This boundary matters because it matches the model’s actual capability to the work it is being asked to do. Claude is highly capable at translating well-specified intentions into working code. It is less reliable at managing its own scope. Reducing ambiguity before work starts is the human’s job, and so is deciding what work exists in the first place.
The architecture decisions on this project demonstrate what proper delegation looks like in practice. The choice to use a Refined Layered Architecture (Presentation, Business Logic, Data Access) rather than attempting a more ambitious restructuring was made and documented before implementation started, not inferred from context during it. The shift from Entity Framework to Dapper for the data access layer was an explicit decision with a documented rationale: simpler queries, better testability, and reduced surface area for the threading and lifecycle issues that EF context management can introduce. Claude implemented these decisions; it did not make them.
Description: The App Map
The context decay problem had a structural solution. The codebase was decomposed into single-responsibility components, each documented in a directory map describing what the component owned, how it connected to other components, and what patterns it followed. This became the App Map: a live, maintained reference that served as the source of accurate context for every AI session.
Before the App Map existed, sessions required long preambles to orient Claude to the relevant parts of the codebase. After it existed, the relevant sections could be loaded directly, providing accurate context about the component being worked on without requiring Claude to infer structure from scattered files. The per-task cost of AI work dropped because Claude spent less time resolving context and more time producing output. Critically, the output was more consistent, because Claude was working from the same accurate picture of the architecture in each session.
A byproduct of maintaining the App Map was the automatic maintenance of the application’s Technical Guide: a human-readable overview of the architecture for PMs, QA engineers, and support staff. The discipline of keeping the map accurate produced documentation that would not otherwise have been written. It emerged as a natural consequence of a practice that was already required for AI accuracy.
Description at project scale is not primarily a prompting skill. It is an infrastructure investment. A well-decomposed codebase with explicit component documentation produces better AI output than a dense codebase with elaborate prompts, because the description problem has been solved structurally rather than session by session.
Discernment: Assumptions Before Code
A custom Claude Code skill was built to enforce the discipline that early sessions had lacked. Before any implementation code is written, the skill produces a ticket document that names every assumption the implementation depends on, assigns a proof strategy to each one, and gates implementation on the results of that proof plan.

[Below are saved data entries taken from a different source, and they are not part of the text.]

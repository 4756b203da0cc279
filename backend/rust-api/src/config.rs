use serde::Deserialize;
use std::env;
use std::str::FromStr;
use std::time::Duration;

pub const DEFAULT_PORT: u16 = 8080;
pub const DEFAULT_OPERATION_TIMEOUT_MS: u64 = 10_000;

#[derive(Debug, Clone)]
pub struct Config {
    pub port: u16,
    pub store: StoreSettings,
    /// `username:password` for Basic auth on `/metrics`; the endpoint is
    /// disabled when unset.
    pub metrics_auth: Option<String>,
}

#[derive(Debug, Clone, Copy, PartialEq, Eq, Deserialize)]
#[serde(rename_all = "lowercase")]
pub enum StoreBackend {
    Mongo,
    Memory,
}

impl FromStr for StoreBackend {
    type Err = String;

    fn from_str(value: &str) -> Result<Self, Self::Err> {
        match value.trim().to_lowercase().as_str() {
            "mongo" | "mongodb" => Ok(StoreBackend::Mongo),
            "memory" => Ok(StoreBackend::Memory),
            other => Err(format!("Invalid store backend: {}", other)),
        }
    }
}

#[derive(Clone)]
pub struct StoreSettings {
    pub backend: StoreBackend,
    pub uri: String,
    pub database: String,
    /// Base64-encoded JSON `{"username", "password", "source"}`.
    pub credentials_base64: Option<String>,
    pub operation_timeout: Duration,
}

impl std::fmt::Debug for StoreSettings {
    fn fmt(&self, f: &mut std::fmt::Formatter<'_>) -> std::fmt::Result {
        f.debug_struct("StoreSettings")
            .field("backend", &self.backend)
            .field("uri", &self.uri)
            .field("database", &self.database)
            .field(
                "credentials_base64",
                &self.credentials_base64.as_ref().map(|_| "<redacted>"),
            )
            .field("operation_timeout", &self.operation_timeout)
            .finish()
    }
}

impl Default for StoreSettings {
    fn default() -> Self {
        Self {
            backend: StoreBackend::Mongo,
            uri: "mongodb://localhost:27017".to_string(),
            database: "quiz".to_string(),
            credentials_base64: None,
            operation_timeout: Duration::from_millis(DEFAULT_OPERATION_TIMEOUT_MS),
        }
    }
}

impl Config {
    pub fn load() -> Result<Self, config::ConfigError> {
        dotenvy::dotenv().ok();

        // Determine environment (defaults to dev)
        let app_env = env::var("APP_ENV").unwrap_or_else(|_| "dev".to_string());

        // config/*.toml first, then APP_* environment overrides
        let settings = config::Config::builder()
            .add_source(config::File::with_name(&format!("config/{}", app_env)).required(false))
            .add_source(config::Environment::with_prefix("APP").separator("__"))
            .build()?;

        Self::from_settings(&settings)
    }

    /// Resolves every value from `settings`, then the plain environment, then
    /// defaults.
    pub fn from_settings(settings: &config::Config) -> Result<Self, config::ConfigError> {
        let defaults = StoreSettings::default();

        let port = lookup(settings, "server.port", "PORT")
            .map(|value| parse_value::<u16>("server.port", &value))
            .transpose()?
            .unwrap_or(DEFAULT_PORT);

        let backend = lookup(settings, "store.backend", "STORE_BACKEND")
            .map(|value| value.parse::<StoreBackend>().map_err(config::ConfigError::Message))
            .transpose()?
            .unwrap_or(defaults.backend);

        let uri = lookup(settings, "store.uri", "STORE_URI").unwrap_or(defaults.uri);

        let database =
            lookup(settings, "store.database", "STORE_DATABASE").unwrap_or(defaults.database);

        let credentials_base64 = lookup(
            settings,
            "store.credentials_base64",
            "STORE_CREDENTIALS_BASE64",
        )
        .filter(|value| !value.trim().is_empty());

        let operation_timeout = lookup(
            settings,
            "store.operation_timeout_ms",
            "STORE_OPERATION_TIMEOUT_MS",
        )
        .map(|value| parse_value::<u64>("store.operation_timeout_ms", &value))
        .transpose()?
        .map(Duration::from_millis)
        .unwrap_or(defaults.operation_timeout);

        let metrics_auth =
            lookup(settings, "metrics.auth", "METRICS_AUTH").filter(|value| !value.is_empty());

        Ok(Config {
            port,
            store: StoreSettings {
                backend,
                uri,
                database,
                credentials_base64,
                operation_timeout,
            },
            metrics_auth,
        })
    }
}

fn lookup(settings: &config::Config, key: &str, env_key: &str) -> Option<String> {
    settings
        .get_string(key)
        .or_else(|_| env::var(env_key))
        .ok()
}

fn parse_value<T: FromStr>(key: &str, value: &str) -> Result<T, config::ConfigError> {
    value
        .trim()
        .parse::<T>()
        .map_err(|_| config::ConfigError::Message(format!("Invalid value for {}: {}", key, value)))
}
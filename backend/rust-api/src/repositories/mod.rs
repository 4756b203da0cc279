//! Repositories over the document store.
//!
//! Each repository owns a shared [`StoreConnector`](crate::store::StoreConnector)
//! and opens one session per call, releasing it before returning.

use std::time::Duration;

use futures::TryStreamExt;
use mongodb::bson;
use serde::de::DeserializeOwned;
use thiserror::Error;

use crate::metrics::DOCUMENTS_SKIPPED_TOTAL;
use crate::store::{DocumentStream, StoreError, StoredDocument};

pub mod answers;
pub mod questions;

pub use answers::AnswerRepository;
pub use questions::QuestionRepository;

#[derive(Debug, Error)]
pub enum RepositoryError {
    /// Well-formed request, zero matching records.
    #[error("no records found")]
    NotFound,

    #[error(transparent)]
    Store(#[from] StoreError),
}

/// Per-repository read policy.
#[derive(Debug, Clone, Copy, PartialEq, Eq)]
pub struct RepositoryOptions {
    /// Skip documents that fail to decode instead of failing the listing.
    pub skip_invalid: bool,
    /// Deadline applied to each store call (connect, enumerate, write).
    pub operation_timeout: Duration,
}

impl RepositoryOptions {
    pub fn tolerant(operation_timeout: Duration) -> Self {
        Self {
            skip_invalid: true,
            operation_timeout,
        }
    }

    pub fn strict(operation_timeout: Duration) -> Self {
        Self {
            skip_invalid: false,
            operation_timeout,
        }
    }
}

/// Drains `stream`, decoding each document body as `T`.
///
/// Returns `(key, value)` pairs in stream order. A broken stream always
/// fails the whole read; decode failures are skipped only when
/// `skip_invalid` is set.
pub(crate) async fn decode_all<T: DeserializeOwned>(
    mut stream: DocumentStream,
    skip_invalid: bool,
    collection: &str,
) -> Result<Vec<(String, T)>, StoreError> {
    let mut decoded = Vec::new();

    while let Some(StoredDocument { key, data }) = stream.try_next().await? {
        match bson::from_document::<T>(data) {
            Ok(value) => decoded.push((key, value)),
            Err(e) if skip_invalid => {
                tracing::warn!(
                    "Skipping document {} in {}: failed to decode: {}",
                    key,
                    collection,
                    e
                );
                DOCUMENTS_SKIPPED_TOTAL
                    .with_label_values(&[collection])
                    .inc();
            }
            Err(e) => {
                return Err(StoreError::Decode {
                    key,
                    message: e.to_string(),
                })
            }
        }
    }

    Ok(decoded)
}
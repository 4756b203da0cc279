//! MongoDB-backed document store.
//!
//! Mongo has no sub-collections, so a nested [`CollectionRef`] maps to the
//! collection named by its joined collection segments
//! (`userAnswers.answeredQuestions`) and each document carries the path of its
//! parent in `_parent`. Store keys live in `_id`.

use std::collections::BTreeMap;
use std::fmt;

use anyhow::Context;
use async_trait::async_trait;
use base64::{engine::general_purpose, Engine as _};
use futures::StreamExt;
use mongodb::{
    bson::{doc, oid::ObjectId, Bson, Document},
    error::ErrorKind,
    options::{ClientOptions, Credential},
    Client, Database,
};
use serde::Deserialize;

use super::{
    BatchOutcome, CollectionRef, DocumentStream, NewRecord, StoreConnector, StoreError,
    StoreSession, StoredDocument,
};
use crate::config::StoreSettings;

pub const PARENT_FIELD: &str = "_parent";

/// Service-account credentials, supplied as base64-encoded JSON.
#[derive(Deserialize)]
pub struct StoreCredentials {
    pub username: String,
    pub password: String,
    #[serde(default)]
    pub source: Option<String>,
}

impl StoreCredentials {
    pub fn from_base64(blob: &str) -> anyhow::Result<Self> {
        let raw = general_purpose::STANDARD
            .decode(blob.trim())
            .context("Store credentials are not valid base64")?;
        serde_json::from_slice(&raw).context("Store credentials are not a valid JSON object")
    }
}

impl fmt::Debug for StoreCredentials {
    fn fmt(&self, f: &mut fmt::Formatter<'_>) -> fmt::Result {
        f.debug_struct("StoreCredentials")
            .field("username", &self.username)
            .field("password", &"<redacted>")
            .field("source", &self.source)
            .finish()
    }
}

/// Connector over a pooled `mongodb::Client`. Cloning shares the pool.
#[derive(Clone)]
pub struct MongoConnector {
    client: Client,
    database: String,
}

impl MongoConnector {
    pub async fn new(settings: &StoreSettings) -> anyhow::Result<Self> {
        let mut options = ClientOptions::parse(&settings.uri)
            .await
            .context("Invalid store URI")?;

        if let Some(blob) = &settings.credentials_base64 {
            let credentials = StoreCredentials::from_base64(blob)?;
            let mut credential = Credential::default();
            credential.username = Some(credentials.username);
            credential.password = Some(credentials.password);
            credential.source = credentials.source;
            options.credential = Some(credential);
        }

        options
            .app_name
            .get_or_insert_with(|| env!("CARGO_PKG_NAME").to_string());
        options
            .server_selection_timeout
            .get_or_insert(settings.operation_timeout);

        let client = Client::with_options(options).context("Failed to build store client")?;
        Ok(Self::from_client(client, settings.database.clone()))
    }

    pub fn from_client(client: Client, database: impl Into<String>) -> Self {
        Self {
            client,
            database: database.into(),
        }
    }
}

#[async_trait]
impl StoreConnector for MongoConnector {
    async fn connect(&self) -> Result<Box<dyn StoreSession>, StoreError> {
        let db = self.client.database(&self.database);
        db.run_command(doc! { "ping": 1 })
            .await
            .map_err(|e| StoreError::Connect(e.to_string()))?;
        Ok(Box::new(MongoSession { db }))
    }
}

struct MongoSession {
    db: Database,
}

#[async_trait]
impl StoreSession for MongoSession {
    async fn documents(&self, collection: &CollectionRef) -> Result<DocumentStream, StoreError> {
        let cursor = self
            .db
            .collection::<Document>(&collection_name(collection))
            .find(parent_filter(collection))
            .await
            .map_err(|e| StoreError::Query(e.to_string()))?;

        let stream = cursor.map(|item| {
            item.map_err(|e| StoreError::Query(e.to_string()))
                .and_then(split_document)
        });
        Ok(stream.boxed())
    }

    async fn write_batch(&self, records: Vec<NewRecord>) -> BatchOutcome {
        let total = records.len();

        let mut groups: BTreeMap<String, Vec<(usize, Document)>> = BTreeMap::new();
        for (index, record) in records.into_iter().enumerate() {
            let mut data = record.data;
            data.insert("_id", ObjectId::new());
            if let Some(parent) = record.collection.parent_path() {
                data.insert(PARENT_FIELD, parent);
            }
            groups
                .entry(collection_name(&record.collection))
                .or_default()
                .push((index, data));
        }

        let mut failed = Vec::new();
        let mut first_error = None;
        for (name, entries) in groups {
            let (indices, documents): (Vec<usize>, Vec<Document>) = entries.into_iter().unzip();

            if let Err(e) = self
                .db
                .collection::<Document>(&name)
                .insert_many(documents)
                .ordered(false)
                .await
            {
                let positions = failed_positions(&e, indices.len());
                tracing::warn!(
                    "Bulk insert into {} failed for {} of {} documents: {}",
                    name,
                    positions.len(),
                    indices.len(),
                    e
                );
                failed.extend(positions.into_iter().map(|position| indices[position]));
                first_error.get_or_insert_with(|| StoreError::Write(e.to_string()));
            }
        }

        BatchOutcome::from_failures(total, failed, first_error)
    }

    async fn close(self: Box<Self>) -> Result<(), StoreError> {
        // Connections go back to the client's pool on drop.
        Ok(())
    }
}

fn collection_name(collection: &CollectionRef) -> String {
    collection.collection_names().collect::<Vec<_>>().join(".")
}

fn parent_filter(collection: &CollectionRef) -> Document {
    let mut filter = Document::new();
    if let Some(parent) = collection.parent_path() {
        filter.insert(PARENT_FIELD, parent);
    }
    filter
}

fn split_document(mut data: Document) -> Result<StoredDocument, StoreError> {
    let key = match data.remove("_id") {
        Some(Bson::ObjectId(oid)) => oid.to_hex(),
        Some(Bson::String(key)) => key,
        Some(other) => other.to_string(),
        None => return Err(StoreError::Query("document without _id".to_string())),
    };
    data.remove(PARENT_FIELD);
    Ok(StoredDocument { key, data })
}

/// Positions within one `insert_many` call that were not written.
fn failed_positions(error: &mongodb::error::Error, len: usize) -> Vec<usize> {
    match *error.kind {
        // Unordered inserts report per-document failures; a write concern
        // error leaves every document in the call unconfirmed.
        ErrorKind::InsertMany(ref failure) if failure.write_concern_error.is_none() => {
            positions_or_all(
                failure
                    .write_errors
                    .iter()
                    .flatten()
                    .map(|write_error| write_error.index),
                len,
            )
        }
        _ => (0..len).collect(),
    }
}

/// In-range reported positions, or every position when none are usable.
fn positions_or_all(reported: impl Iterator<Item = usize>, len: usize) -> Vec<usize> {
    let positions: Vec<usize> = reported.filter(|index| *index < len).collect();
    if positions.is_empty() {
        (0..len).collect()
    } else {
        positions
    }
}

Every assumption must be assigned a proof strategy before implementation begins. Accepted strategies are:
- Unit or integration tests
- Code research and pattern verification in the existing codebase
- Dependency documentation review
- A focused spike
- Explicit human confirmation
Not every assumption can be proved with a test, and that is fine. What is not acceptable is an assumption with no proof strategy assigned, or any assumption still unresolved when implementation starts. All assumptions require proof, regardless of how obvious they seem.
This is where discernment operates at the process level. The question the gate forces is: do we actually know what we think we know? The gate is positioned before any implementation momentum exists because plan-continuation bias makes this question harder to ask honestly once work is underway. Sunk effort makes wrong assumptions feel more defensible than they are. The gate prevents that dynamic by requiring the question before there is any investment to protect.
Claude’s job inside this discipline became substantially different from its job in unguided sessions. Rather than inferring requirements from partial context, Claude implemented against specifications that had been logically constrained by proved assumptions. The output was more predictable, required less rework, and produced fewer surprises during integration.
Diligence: Closing the Loop
Diligence in the 4D Framework is about responsibility: taking ownership of AI output rather than treating it as a peer-reviewed artifact that passed quality control automatically. On this project, that translated into practices that closed the loop between AI generation and production-ready code.
Validate before implementing. Code entered implementation only after its foundational assumptions had been validated through the proof plan. Claude wrote code against answers, not against open questions.
Prove assumptions with tests. Tests were written to prove assumptions where possible, with explicit human verification for the rest. The test suite that emerged from this project was the first automated test suite the application had ever had. It was built using a use-case-driven approach across all application layers, covering scenarios that had never been covered by any automated mechanism in the UWP version. That suite existed because the process required proving assumptions, and proving assumptions often meant writing tests. The suite was a natural artifact of the development discipline, not a separate effort.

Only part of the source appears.